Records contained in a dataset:
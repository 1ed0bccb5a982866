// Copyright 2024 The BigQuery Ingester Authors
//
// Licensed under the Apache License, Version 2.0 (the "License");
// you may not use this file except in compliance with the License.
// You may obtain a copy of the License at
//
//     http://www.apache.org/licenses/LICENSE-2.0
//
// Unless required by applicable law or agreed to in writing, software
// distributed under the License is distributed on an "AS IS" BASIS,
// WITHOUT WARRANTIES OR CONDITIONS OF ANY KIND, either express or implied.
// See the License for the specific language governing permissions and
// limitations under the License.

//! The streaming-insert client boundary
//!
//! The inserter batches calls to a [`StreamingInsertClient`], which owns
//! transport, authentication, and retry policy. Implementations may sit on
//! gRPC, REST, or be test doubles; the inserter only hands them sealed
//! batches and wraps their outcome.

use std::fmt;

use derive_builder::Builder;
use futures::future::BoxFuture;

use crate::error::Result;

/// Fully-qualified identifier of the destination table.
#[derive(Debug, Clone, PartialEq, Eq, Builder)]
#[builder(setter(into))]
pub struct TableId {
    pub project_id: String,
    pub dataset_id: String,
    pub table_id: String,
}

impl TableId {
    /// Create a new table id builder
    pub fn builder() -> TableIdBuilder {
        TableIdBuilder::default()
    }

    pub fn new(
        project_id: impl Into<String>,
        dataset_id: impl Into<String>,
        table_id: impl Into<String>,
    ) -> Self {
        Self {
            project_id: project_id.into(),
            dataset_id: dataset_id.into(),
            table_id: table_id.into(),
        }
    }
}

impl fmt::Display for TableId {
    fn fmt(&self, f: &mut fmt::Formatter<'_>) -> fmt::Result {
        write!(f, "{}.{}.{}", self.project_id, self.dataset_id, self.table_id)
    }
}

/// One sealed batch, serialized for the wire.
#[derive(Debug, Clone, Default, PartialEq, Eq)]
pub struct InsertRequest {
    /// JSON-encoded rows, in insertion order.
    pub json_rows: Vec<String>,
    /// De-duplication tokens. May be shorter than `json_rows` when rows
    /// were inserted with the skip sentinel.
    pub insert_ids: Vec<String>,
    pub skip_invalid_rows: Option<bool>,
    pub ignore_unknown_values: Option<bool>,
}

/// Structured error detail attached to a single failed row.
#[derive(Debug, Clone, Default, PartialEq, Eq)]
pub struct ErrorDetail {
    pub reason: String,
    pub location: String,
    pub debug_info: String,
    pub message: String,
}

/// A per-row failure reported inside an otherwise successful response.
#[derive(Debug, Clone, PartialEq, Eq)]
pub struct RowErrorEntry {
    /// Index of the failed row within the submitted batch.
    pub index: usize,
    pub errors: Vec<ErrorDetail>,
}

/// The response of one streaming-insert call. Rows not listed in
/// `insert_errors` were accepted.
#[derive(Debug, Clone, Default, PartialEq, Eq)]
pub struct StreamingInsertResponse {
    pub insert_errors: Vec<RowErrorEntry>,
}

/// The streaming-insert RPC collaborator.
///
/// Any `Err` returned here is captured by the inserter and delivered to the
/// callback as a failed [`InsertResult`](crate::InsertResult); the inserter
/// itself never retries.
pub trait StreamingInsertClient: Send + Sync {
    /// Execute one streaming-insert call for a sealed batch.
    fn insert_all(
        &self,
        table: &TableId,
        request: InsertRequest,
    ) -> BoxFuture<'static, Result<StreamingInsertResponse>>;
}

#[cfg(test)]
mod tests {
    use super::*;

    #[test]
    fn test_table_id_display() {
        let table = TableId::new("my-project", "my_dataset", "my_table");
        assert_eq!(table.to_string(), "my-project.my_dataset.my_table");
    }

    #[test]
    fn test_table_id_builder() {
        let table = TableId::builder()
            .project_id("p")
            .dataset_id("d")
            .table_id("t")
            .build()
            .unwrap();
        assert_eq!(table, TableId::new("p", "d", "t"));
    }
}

**EXERCISE DIRECTIONS:**
Among the lines above, find those with the word "sealed". Copy them.

**RESPONSE AREA:**
//! gRPC, REST, or be test doubles; the inserter only hands them sealed
/// One sealed batch, serialized for the wire.
    /// Execute one streaming-insert call for a sealed batch.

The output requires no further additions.